- [Exercise prompt] Retype, word for word, every line of the records below starting at the one that contains "if c & 1 == 1" and ending at the one that contains "pre-conditioned and complemented."; include both of those lines and nothing more.

- [Source information]
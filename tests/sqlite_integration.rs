//! End-to-end runs of the tracker against the SQLite store

mod common;

use chrono::Duration;
use common::{harness, Harness};
use serde_json::Value;
use sharetrail::analytics::models::{AccessEventInput, EventDetails, EventType};
use sharetrail::storage::share_directory::SHARE_LINKS;
use sharetrail::storage::{DocumentStore, SqliteStore};
use std::sync::Arc;

async fn sqlite_harness() -> Harness {
    // One connection: every connection to sqlite::memory: is its own database
    let store = SqliteStore::new("sqlite::memory:", 1).await.unwrap();
    harness(Arc::new(store)).await
}

#[tokio::test]
async fn test_record_and_read_back() {
    let h = sqlite_harness().await;

    h.tracker
        .record(
            AccessEventInput::new("A", EventType::OpenShare)
                .with_client_ip("1.2.3.4")
                .with_details(EventDetails {
                    referer: Some("https://mail.google.com/".to_string()),
                    country: Some("DE".to_string()),
                    ..Default::default()
                }),
        )
        .await
        .unwrap();
    h.clock.advance(Duration::minutes(1));
    h.tracker
        .record(AccessEventInput::new("A", EventType::DownloadFile))
        .await
        .unwrap();

    let series = h.tracker.time_series("A", None).await;
    assert_eq!(series.len(), 1);
    assert_eq!((series[0].views, series[0].downloads), (1, 1));

    let feed = h.tracker.enriched_feed("A", None).await;
    assert_eq!(feed.len(), 2);
    assert_eq!(feed[0].event_type, EventType::DownloadFile);
    assert_eq!(feed[1].country.as_deref(), Some("DE"));
    assert_eq!(feed[1].referer_category.as_deref(), Some("email"));
    assert_eq!(feed[1].owner_id.as_deref(), Some("U1"));

    let link = h.store.get(SHARE_LINKS, "A").await.unwrap().unwrap();
    assert_eq!(link.get("viewCount").and_then(Value::as_i64), Some(1));
    assert_eq!(link.get("downloadCount").and_then(Value::as_i64), Some(1));
}

#[tokio::test]
async fn test_owner_feed_and_live_window() {
    let h = sqlite_harness().await;
    for link in ["A", "B", "C", "D"] {
        h.clock.advance(Duration::seconds(30));
        h.tracker
            .record(AccessEventInput::new(link, EventType::OpenShare))
            .await
            .unwrap();
    }

    let feed = h.tracker.owner_feed("U1", None).await;
    let links: Vec<&str> = feed.iter().map(|e| e.link_id.as_str()).collect();
    assert_eq!(links, vec!["B", "A"]);

    let live = h.tracker.live_visitors("U1", None).await;
    let links: Vec<&str> = live.iter().map(|e| e.link_id.as_str()).collect();
    assert_eq!(links, vec!["C", "B", "A"]);

    h.clock.advance(Duration::minutes(6));
    assert!(h.tracker.live_visitors("U1", None).await.is_empty());
}

#[tokio::test]
async fn test_reconcile_against_sqlite() {
    let h = sqlite_harness().await;
    for _ in 0..3 {
        h.tracker
            .record(AccessEventInput::new("D", EventType::OpenShare))
            .await
            .unwrap();
    }

    let totals = h.tracker.reconcile_counters("D").await.unwrap();
    assert_eq!((totals.views, totals.downloads), (3, 0));

    let link = h.store.get(SHARE_LINKS, "D").await.unwrap().unwrap();
    assert_eq!(link.get("viewCount").and_then(Value::as_i64), Some(3));
    assert_eq!(link.get("downloadCount").and_then(Value::as_i64), Some(0));
}
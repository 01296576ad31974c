//! Who opened any of an owner's links in the last few minutes

use chrono::Duration;
use std::sync::Arc;
use tracing::{debug, warn};

use crate::analytics::aggregator::{decode_rows, sort_newest_first, window_start};
use crate::analytics::models::{EventDto, EventType};
use crate::analytics::{ACCESS_EVENTS, EVENT_TYPE_FIELD, OWNER_ID_FIELD, TIMESTAMP_FIELD};
use crate::clock::Clock;
use crate::storage::{Direction, DocumentStore, Query, StoreError, StoredDocument};

/// Most events the live window ever returns
pub const LIVE_LIMIT: usize = 200;

/// Rows read by the ordered fallback scan before it widens to the whole window
pub const DEFAULT_FALLBACK_LIMIT: usize = 1000;

pub struct LiveVisitors {
    store: Arc<dyn DocumentStore>,
    clock: Arc<dyn Clock>,
    fallback_limit: usize,
}

impl LiveVisitors {
    pub fn new(store: Arc<dyn DocumentStore>, clock: Arc<dyn Clock>) -> Self {
        Self {
            store,
            clock,
            fallback_limit: DEFAULT_FALLBACK_LIMIT,
        }
    }

    pub fn with_fallback_limit(mut self, limit: usize) -> Self {
        self.fallback_limit = limit.max(LIVE_LIMIT);
        self
    }

    /// `OPEN_SHARE` events on any of the owner's links in the last `minutes`
    /// minutes, newest first, at most [`LIVE_LIMIT`].
    pub async fn live_visitors(&self, owner_id: &str, minutes: u32) -> Vec<EventDto> {
        let since = window_start(self.clock.now(), Duration::minutes(i64::from(minutes)));
        let query = Query::collection(ACCESS_EVENTS)
            .where_eq(OWNER_ID_FIELD, owner_id)
            .where_eq(EVENT_TYPE_FIELD, EventType::OpenShare.as_str())
            .where_gte(TIMESTAMP_FIELD, since)
            .order_by(TIMESTAMP_FIELD, Direction::Desc)
            .limit(LIVE_LIMIT);

        match self.store.query(&query).await {
            Ok(rows) => Self::finish(rows),
            Err(StoreError::IndexMissing { collection, fields }) => {
                warn!(
                    owner_id,
                    "live visitor query needs a composite index on {}({}); create it to avoid scanning",
                    collection,
                    fields.join(", ")
                );
                self.relaxed(owner_id, since).await
            }
            Err(e) => {
                warn!(owner_id, error = %e, "live visitor query failed");
                Vec::new()
            }
        }
    }

    /// Owner and time filter only, newest first. Event type and cap are
    /// applied here.
    ///
    /// The scan is capped at `fallback_limit` rows. A capped scan that fills
    /// up without yielding [`LIVE_LIMIT`] opens may have cut off older opens,
    /// so it is widened to the whole window.
    async fn relaxed(&self, owner_id: &str, since: i64) -> Vec<EventDto> {
        let query = Query::collection(ACCESS_EVENTS)
            .where_eq(OWNER_ID_FIELD, owner_id)
            .where_gte(TIMESTAMP_FIELD, since)
            .order_by(TIMESTAMP_FIELD, Direction::Desc)
            .limit(self.fallback_limit);

        match self.store.query(&query).await {
            Ok(rows) => {
                let saturated = rows.len() >= self.fallback_limit;
                let events = Self::finish(rows);
                if !saturated || events.len() >= LIVE_LIMIT {
                    return events;
                }
                debug!(
                    owner_id,
                    limit = self.fallback_limit,
                    "live visitor fallback hit its scan limit, widening"
                );
                self.unbounded(owner_id, since).await
            }
            Err(StoreError::IndexMissing { collection, fields }) => {
                warn!(
                    owner_id,
                    "live visitor fallback needs a composite index on {}({}); scanning the whole window",
                    collection,
                    fields.join(", ")
                );
                self.unbounded(owner_id, since).await
            }
            Err(e) => {
                warn!(owner_id, error = %e, "live visitor fallback query failed");
                Vec::new()
            }
        }
    }

    /// Every owner event in the window, unordered and unlimited
    async fn unbounded(&self, owner_id: &str, since: i64) -> Vec<EventDto> {
        let query = Query::collection(ACCESS_EVENTS)
            .where_eq(OWNER_ID_FIELD, owner_id)
            .where_gte(TIMESTAMP_FIELD, since);

        match self.store.query(&query).await {
            Ok(rows) => Self::finish(rows),
            Err(e) => {
                warn!(owner_id, error = %e, "live visitor window scan failed");
                Vec::new()
            }
        }
    }

    /// Filter to opens, sort newest first, then cap
    fn finish(rows: Vec<StoredDocument>) -> Vec<EventDto> {
        let mut events: Vec<EventDto> = decode_rows(rows)
            .into_iter()
            .filter(|(_, record)| record.event_type == EventType::OpenShare)
            .map(|(id, record)| EventDto::from_record(id, record))
            .collect();
        sort_newest_first(&mut events);
        events.truncate(LIVE_LIMIT);
        events
    }
}
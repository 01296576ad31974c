//! Share-link access analytics
//!
//! One write path ([`EventRecorder`]) appends immutable access events and
//! maintains the rollup counters on share links. Three read paths answer
//! dashboard queries and never fail: per-link series and feeds
//! ([`LinkAnalytics`]), the merged feed across an owner's links
//! ([`OwnerFeed`]) and the last-minutes window of visitors ([`LiveVisitors`]).
//! Read paths that need a composite index fall back to index-free queries
//! plus in-memory sorting when the store reports the index as missing.

pub mod aggregator;
pub mod identity;
pub mod ip_extractor;
pub mod live;
pub mod models;
pub mod owner_feed;
pub mod recorder;

pub use aggregator::LinkAnalytics;
pub use identity::{HmacVisitorIdentity, VisitorIdentity};
pub use ip_extractor::extract_client_ip;
pub use live::LiveVisitors;
pub use models::{
    AccessEventInput, AccessEventRecord, DenialReason, EventDetails, EventDto, EventType,
    LegacyActivity, TimeSeriesPoint,
};
pub use owner_feed::OwnerFeed;
pub use recorder::{CounterTotals, EventRecorder};

use crate::storage::CompositeIndex;

/// Collection holding one document per access event
pub const ACCESS_EVENTS: &str = "access_events";

pub(crate) const LINK_ID_FIELD: &str = "linkId";
pub(crate) const OWNER_ID_FIELD: &str = "ownerId";
pub(crate) const EVENT_TYPE_FIELD: &str = "eventType";
pub(crate) const TIMESTAMP_FIELD: &str = "timestamp";

/// Composite indexes the analytics queries are written for
pub fn required_indexes() -> Vec<CompositeIndex> {
    vec![
        CompositeIndex::new(ACCESS_EVENTS, &[LINK_ID_FIELD, TIMESTAMP_FIELD]),
        CompositeIndex::new(
            ACCESS_EVENTS,
            &[OWNER_ID_FIELD, EVENT_TYPE_FIELD, TIMESTAMP_FIELD],
        ),
        CompositeIndex::new(ACCESS_EVENTS, &[OWNER_ID_FIELD, TIMESTAMP_FIELD]),
    ]
}
//! Merged event feed across every link of one owner

use chrono::Duration;
use futures::future::join_all;
use std::collections::{BTreeSet, HashSet};
use std::sync::Arc;
use tracing::{debug, warn};

use crate::analytics::aggregator::{fetch_link_feed, sort_newest_first, window_start};
use crate::analytics::models::EventDto;
use crate::clock::Clock;
use crate::storage::{DocumentStore, ShareDirectory, ShareLinkRef};

pub struct OwnerFeed {
    store: Arc<dyn DocumentStore>,
    directory: Arc<dyn ShareDirectory>,
    clock: Arc<dyn Clock>,
}

impl OwnerFeed {
    pub fn new(
        store: Arc<dyn DocumentStore>,
        directory: Arc<dyn ShareDirectory>,
        clock: Arc<dyn Clock>,
    ) -> Self {
        Self {
            store,
            directory,
            clock,
        }
    }

    /// Events of all the owner's links over the last `days` days, newest
    /// first.
    ///
    /// Revoked links still contribute; links whose folder is deleted do not.
    /// Links are queried concurrently and a link whose query fails is left
    /// out instead of failing the whole feed.
    pub async fn owner_feed(&self, owner_id: &str, days: u32) -> Vec<EventDto> {
        let links = match self.directory.list_links_for_owner(owner_id).await {
            Ok(links) => links,
            Err(e) => {
                warn!(owner_id, error = %e, "failed to list owner links");
                return Vec::new();
            }
        };

        let links = self.live_links(links).await;
        if links.is_empty() {
            return Vec::new();
        }

        let since = window_start(self.clock.now(), Duration::days(i64::from(days)));
        let store = self.store.as_ref();
        let results = join_all(
            links
                .iter()
                .map(|link| fetch_link_feed(store, &link.link_id, since)),
        )
        .await;

        let mut events = Vec::new();
        for (link, result) in links.iter().zip(results) {
            match result {
                Ok(link_events) => events.extend(link_events),
                Err(e) => {
                    warn!(owner_id, link_id = %link.link_id, error = %e, "skipping link in owner feed");
                }
            }
        }

        sort_newest_first(&mut events);
        debug!(owner_id, links = links.len(), events = events.len(), "built owner feed");
        events
    }

    /// Links whose folder still exists. Each folder is read once, and a
    /// folder whose state cannot be read keeps its links.
    async fn live_links(&self, links: Vec<ShareLinkRef>) -> Vec<ShareLinkRef> {
        let folders: BTreeSet<&str> = links
            .iter()
            .filter_map(|link| link.folder_id.as_deref())
            .collect();

        let checks = join_all(folders.into_iter().map(|folder_id| async move {
            match self.directory.is_folder_deleted(folder_id).await {
                Ok(deleted) => (folder_id, deleted),
                Err(e) => {
                    warn!(folder_id, error = %e, "failed to read folder state, keeping its links");
                    (folder_id, false)
                }
            }
        }))
        .await;

        let deleted: HashSet<String> = checks
            .into_iter()
            .filter_map(|(folder_id, deleted)| deleted.then(|| folder_id.to_string()))
            .collect();

        links
            .into_iter()
            .filter(|link| {
                link.folder_id
                    .as_ref()
                    .map_or(true, |folder_id| !deleted.contains(folder_id))
            })
            .collect()
    }
}
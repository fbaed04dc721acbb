//! CRC-32 as laid out in ISO 3309, the variant PNG chunks carry.
use std::sync::OnceLock;

static CRC_TABLE: OnceLock<[u32; 256]> = OnceLock::new();

fn make_crc_table() -> [u32; 256]
{
    let mut table = [0_u32; 256];

    for (n, entry) in table.iter_mut().enumerate()
    {
        let mut c = n as u32;

        for _ in 0..8
        {
            if c & 1 == 1
            {
                c = 0xEDB8_8320 ^ (c >> 1);
            }
            else
            {
                c >>= 1;
            }
        }
        *entry = c;
    }
    table
}

/// The process-wide remainder table, built on first use.
pub(crate) fn crc_table() -> &'static [u32; 256]
{
    CRC_TABLE.get_or_init(make_crc_table)
}

/// Advance a running CRC over `buf`.
///
/// A chunk's CRC starts from `0xFFFF_FFFF` and the value stored on the
/// wire is the final running CRC complemented.
pub fn crc_update(crc: u32, buf: &[u8]) -> u32
{
    let table = crc_table();
    let mut c = crc;

    for byte in buf
    {
        c = table[usize::from((c as u8) ^ byte)] ^ (c >> 8);
    }
    c
}

/// One-shot CRC of a complete buffer, pre-conditioned and complemented.
pub fn crc32(buf: &[u8]) -> u32
{
    crc_update(0xFFFF_FFFF, buf) ^ 0xFFFF_FFFF
}

#[test]
fn crc_check_value()
{
    // the ITU/ISO check value for this polynomial
    assert_eq!(crc32(b"123456789"), 0xCBF4_3926);
}

#[test]
fn crc_of_empty_iend()
{
    // every PNG ends with this exact chunk CRC
    assert_eq!(crc32(b"IEND"), 0xAE42_6082);
}

#[test]
fn incremental_matches_one_shot()
{
    let data = b"IHDR with some payload bytes";

    let split = crc_update(crc_update(0xFFFF_FFFF, &data[..7]), &data[7..]) ^ 0xFFFF_FFFF;

    assert_eq!(split, crc32(data));
}
//! Pump adapters over the external DEFLATE engine.
//!
//! Both directions move bounded slices per call and report exactly how
//! much was consumed and produced, so the state machines can interleave
//! them with their own buffer compaction.
use flate2::{Compress, Compression, Decompress, FlushCompress, FlushDecompress, Status};

use crate::error::PngError;

/// Streaming INFLATE for the concatenated IDAT payloads.
pub(crate) struct Inflator
{
    stream:   Decompress,
    finished: bool
}

impl Inflator
{
    pub fn new() -> Inflator
    {
        Inflator {
            // zlib wrapping: 2-byte header, adler-32 trailer
            stream:   Decompress::new(true),
            finished: false
        }
    }

    /// Inflate from `input` into `output`, returning
    /// `(consumed, produced)`.
    pub fn inflate(&mut self, input: &[u8], output: &mut [u8]) -> Result<(usize, usize), PngError>
    {
        let in_before = self.stream.total_in();
        let out_before = self.stream.total_out();

        let status = self
            .stream
            .decompress(input, output, FlushDecompress::Sync)
            .map_err(|_| PngError::Zlib("corrupt deflate stream"))?;

        match status
        {
            Status::Ok => {}
            Status::StreamEnd => self.finished = true,
            Status::BufError =>
            {
                return Err(PngError::Zlib("inflate made no progress"));
            }
        }

        let consumed = (self.stream.total_in() - in_before) as usize;
        let produced = (self.stream.total_out() - out_before) as usize;

        Ok((consumed, produced))
    }

    /// True once the adler-verified end of stream was seen.
    pub const fn is_finished(&self) -> bool
    {
        self.finished
    }
}

/// Streaming DEFLATE for producing IDAT payloads.
pub(crate) struct Deflator
{
    stream:   Compress,
    finished: bool
}

impl Deflator
{
    pub fn new(level: Compression) -> Deflator
    {
        Deflator {
            stream:   Compress::new(level, true),
            finished: false
        }
    }

    /// Deflate from `input` into `output`; `finish` ends the stream.
    /// Returns `(consumed, produced)`.
    pub fn deflate(
        &mut self, input: &[u8], output: &mut [u8], finish: bool
    ) -> Result<(usize, usize), PngError>
    {
        let flush = if finish
        {
            FlushCompress::Finish
        }
        else
        {
            FlushCompress::Sync
        };

        let in_before = self.stream.total_in();
        let out_before = self.stream.total_out();

        let status = self
            .stream
            .compress(input, output, flush)
            .map_err(|_| PngError::Zlib("deflate failed"))?;

        match status
        {
            Status::Ok => {}
            Status::StreamEnd => self.finished = true,
            Status::BufError =>
            {
                return Err(PngError::Zlib("deflate made no progress"));
            }
        }

        let consumed = (self.stream.total_in() - in_before) as usize;
        let produced = (self.stream.total_out() - out_before) as usize;

        Ok((consumed, produced))
    }

    /// True once the trailer has been written.
    pub const fn is_finished(&self) -> bool
    {
        self.finished
    }
}

#[test]
fn deflate_then_inflate_round_trips()
{
    let data = b"the quick brown fox jumps over the lazy dog";

    let mut deflator = Deflator::new(Compression::default());
    let mut compressed = [0_u8; 256];
    let (consumed, produced) = deflator.deflate(data, &mut compressed, true).unwrap();

    assert_eq!(consumed, data.len());
    assert!(deflator.is_finished());

    let mut inflator = Inflator::new();
    let mut plain = [0_u8; 256];
    let (eaten, got) = inflator.inflate(&compressed[..produced], &mut plain).unwrap();

    assert_eq!(eaten, produced);
    assert_eq!(&plain[..got], data);
    assert!(inflator.is_finished());
}

#[test]
fn inflate_in_dribs_and_drabs()
{
    let data: Vec<u8> = (0..=255).cycle().take(4096).collect();

    let mut deflator = Deflator::new(Compression::default());
    let mut compressed = vec![0_u8; 8192];
    let (_, produced) = deflator.deflate(&data, &mut compressed, true).unwrap();
    compressed.truncate(produced);

    let mut inflator = Inflator::new();
    let mut plain = Vec::new();
    let mut scratch = [0_u8; 97];

    for piece in compressed.chunks(13)
    {
        let mut offset = 0;
        while offset < piece.len()
        {
            let (eaten, got) = inflator.inflate(&piece[offset..], &mut scratch).unwrap();
            plain.extend_from_slice(&scratch[..got]);
            offset += eaten;

            if eaten == 0 && got == 0
            {
                break;
            }
        }
    }

    assert_eq!(plain, data);
    assert!(inflator.is_finished());
}

#[test]
fn garbage_surfaces_a_zlib_error()
{
    let mut inflator = Inflator::new();
    let mut out = [0_u8; 64];

    // 0xFF 0xFF is not a valid zlib header
    let result = inflator.inflate(&[0xFF, 0xFF, 0x00, 0x01], &mut out);
    assert!(matches!(result, Err(PngError::Zlib(_))));
}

- [Response to the exercise]
            if c & 1 == 1
            {
                c = 0xEDB8_8320 ^ (c >> 1);
            }
            else
            {
                c >>= 1;
            }
        }
        *entry = c;
    }
    table
}

/// The process-wide remainder table, built on first use.
pub(crate) fn crc_table() -> &'static [u32; 256]
{
    CRC_TABLE.get_or_init(make_crc_table)
}

/// Advance a running CRC over `buf`.
///
/// A chunk's CRC starts from `0xFFFF_FFFF` and the value stored on the
/// wire is the final running CRC complemented.
pub fn crc_update(crc: u32, buf: &[u8]) -> u32
{
    let table = crc_table();
    let mut c = crc;

    for byte in buf
    {
        c = table[usize::from((c as u8) ^ byte)] ^ (c >> 8);
    }
    c
}

/// One-shot CRC of a complete buffer, pre-conditioned and complemented.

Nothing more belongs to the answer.